* **Task requirements**
Your response must consist of one number: how many lines in this material contain the word "ErrorResponse".
[Start of Attachment]
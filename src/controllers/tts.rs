use axum::{
    body::Body,
    extract::{rejection::JsonRejection, State},
    http::{header, HeaderMap, HeaderValue, StatusCode},
    Json,
};
use std::sync::Arc;

use crate::{
    domain::tts::{RawSynthesisRequest, SynthesisRequest, TtsService, TtsServiceApi},
    error::{AppError, AppResult},
    infrastructure::auth::extract_bearer_token,
};

pub const X_CARTESIA_FILE_ID: &str = "x-cartesia-file-id";

pub struct TtsController {
    tts_service: Arc<TtsService>,
}

impl TtsController {
    pub fn new(tts_service: Arc<TtsService>) -> Self {
        Self { tts_service }
    }

    /// POST /api/tts - Convert text to speech, answering with raw audio bytes
    pub async fn synthesize(
        State(controller): State<Arc<TtsController>>,
        headers: HeaderMap,
        payload: Result<Json<RawSynthesisRequest>, JsonRejection>,
    ) -> AppResult<(StatusCode, HeaderMap, Body)> {
        let Json(raw) = payload?;

        // Body problems are reported before credential problems
        let request = SynthesisRequest::from_raw(raw)?;
        let bearer_token = extract_bearer_token(&headers)
            .map_err(|_| AppError::Unauthorized("Bearer token is required".to_string()))?;

        let result = controller
            .tts_service
            .synthesize(request, &bearer_token)
            .await?;

        let mut response_headers = HeaderMap::new();
        response_headers.insert(
            header::CONTENT_TYPE,
            HeaderValue::from_static(result.content_type),
        );
        response_headers.insert(
            header::CONTENT_LENGTH,
            HeaderValue::from(result.audio_data.len()),
        );
        if let Some(file_id) = result
            .cartesia_file_id
            .as_deref()
            .and_then(|id| HeaderValue::from_str(id).ok())
        {
            response_headers.insert(X_CARTESIA_FILE_ID, file_id);
        }

        Ok((StatusCode::OK, response_headers, Body::from(result.audio_data)))
    }
}
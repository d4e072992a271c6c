pub mod access_token_repository;
pub mod cartesia_client;
pub mod cartesia_tts_repository;
pub mod retry;
pub mod tts_repository;
pub mod upstream_error;
pub mod voice_cache;
pub mod voice_repository;

pub use access_token_repository::{AccessTokenRepository, CartesiaAccessTokenRepository};
pub use cartesia_client::CartesiaClient;
pub use cartesia_tts_repository::CartesiaTtsRepository;
pub use retry::{RetryPolicy, RetryState};
pub use tts_repository::{SynthesizedAudio, TtsRepository};
pub use upstream_error::UpstreamError;
pub use voice_cache::{NoopVoiceCache, VoiceCache};
pub use voice_repository::{CartesiaVoiceRepository, VoiceRepository};
use axum::{
    extract::rejection::{BytesRejection, JsonRejection},
    http::StatusCode,
    response::{IntoResponse, Response},
    Json,
};

use crate::domain::shared::error_dto::{ErrorDetail, ErrorDetails, ErrorResponse};

/// Main application error type
#[derive(Debug, thiserror::Error)]
pub enum AppError {
    #[error("{0}")]
    Validation(String),

    #[error("{0}")]
    Unauthorized(String),

    #[error("Not Found - {0}")]
    NotFound(String),

    /// The provider rejected a synthesis call (4xx)
    #[error("{message}")]
    UpstreamBadRequest {
        status: u16,
        message: String,
        request_id: Option<String>,
    },

    /// The provider kept failing after the retry budget was spent (5xx)
    #[error("{message}")]
    UpstreamServerError {
        status: u16,
        message: String,
        request_id: Option<String>,
    },

    /// No response was received from the provider
    #[error("{message}")]
    UpstreamUnknown { message: String },

    /// Pass-through failure, relayed with the provider's status code
    #[error("{message}")]
    Upstream {
        status: u16,
        message: String,
        request_id: Option<String>,
    },

    #[error("{0}")]
    RateLimited(String),

    #[error("Internal server error: {0}")]
    Internal(String),
}

impl AppError {
    /// Get the HTTP status code for this error
    pub fn status_code(&self) -> StatusCode {
        match self {
            Self::Validation(_) => StatusCode::BAD_REQUEST,
            Self::Unauthorized(_) => StatusCode::UNAUTHORIZED,
            Self::NotFound(_) => StatusCode::NOT_FOUND,
            Self::RateLimited(_) => StatusCode::TOO_MANY_REQUESTS,
            Self::UpstreamBadRequest { .. } => StatusCode::UNPROCESSABLE_ENTITY,
            Self::UpstreamServerError { .. } => StatusCode::BAD_GATEWAY,
            Self::Upstream { status, .. } => {
                StatusCode::from_u16(*status).unwrap_or(StatusCode::BAD_GATEWAY)
            }
            Self::UpstreamUnknown { .. } | Self::Internal(_) => StatusCode::INTERNAL_SERVER_ERROR,
        }
    }

    /// Stable machine-readable error code
    pub fn code(&self) -> &'static str {
        match self {
            Self::Validation(_) => "VALIDATION_ERROR",
            Self::Unauthorized(_) => "UNAUTHORIZED",
            Self::NotFound(_) => "NOT_FOUND",
            Self::RateLimited(_) => "RATE_LIMIT_EXCEEDED",
            Self::UpstreamBadRequest { .. } => "UPSTREAM_BAD_REQUEST",
            Self::UpstreamServerError { .. } => "UPSTREAM_SERVER_ERROR",
            Self::UpstreamUnknown { .. } | Self::Upstream { .. } => "UPSTREAM_ERROR",
            Self::Internal(_) => "INTERNAL_ERROR",
        }
    }

    /// Status reported in the error details: the provider's own status for
    /// upstream failures, the response status otherwise
    fn detail_status(&self) -> u16 {
        match self {
            Self::UpstreamBadRequest { status, .. }
            | Self::UpstreamServerError { status, .. }
            | Self::Upstream { status, .. } => *status,
            _ => self.status_code().as_u16(),
        }
    }

    fn request_id(&self) -> Option<String> {
        match self {
            Self::UpstreamBadRequest { request_id, .. }
            | Self::UpstreamServerError { request_id, .. }
            | Self::Upstream { request_id, .. } => request_id.clone(),
            _ => None,
        }
    }

    /// Convert to the error envelope, without debug details
    pub fn to_response(&self) -> ErrorResponse {
        ErrorResponse {
            success: false,
            error: ErrorDetail {
                code: self.code().to_string(),
                message: self.to_string(),
                details: ErrorDetails {
                    status: self.detail_status(),
                    request_id: self.request_id(),
                    debug: None,
                },
            },
        }
    }
}

/// Implement IntoResponse for automatic conversion in handlers
impl IntoResponse for AppError {
    fn into_response(self) -> Response {
        let status = self.status_code();
        if status.is_server_error() {
            tracing::error!(
                error = %self,
                code = self.code(),
                status = %status.as_u16(),
                "Request failed"
            );
        } else {
            tracing::warn!(
                error = %self,
                code = self.code(),
                status = %status.as_u16(),
                "Request rejected"
            );
        }

        let body = self.to_response();

        // The debug-enriched copy rides in the extensions; the error details
        // middleware decides whether it replaces the public body.
        let mut debug_body = body.clone();
        debug_body.error.details.debug = Some(format!("{:?}", self));

        let mut response = (status, Json(body)).into_response();
        response.extensions_mut().insert(debug_body);
        response
    }
}

/// Malformed or mistyped JSON bodies are caller input errors
impl From<JsonRejection> for AppError {
    fn from(rejection: JsonRejection) -> Self {
        AppError::Validation(format!("Invalid JSON body: {}", rejection.body_text()))
    }
}

impl From<BytesRejection> for AppError {
    fn from(rejection: BytesRejection) -> Self {
        AppError::Validation(format!("Invalid request body: {}", rejection.body_text()))
    }
}

/// Last-resort response for a handler that panicked
pub fn panic_response(panic: Box<dyn std::any::Any + Send + 'static>) -> Response {
    let detail = panic
        .downcast_ref::<String>()
        .map(String::as_str)
        .or_else(|| panic.downcast_ref::<&str>().copied())
        .unwrap_or("handler panicked");

    AppError::Internal(detail.to_string()).into_response()
}

/// Custom result type for the application
pub type AppResult<T> = Result<T, AppError>;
[End of Attachment]
* **Reply to the exercise**
3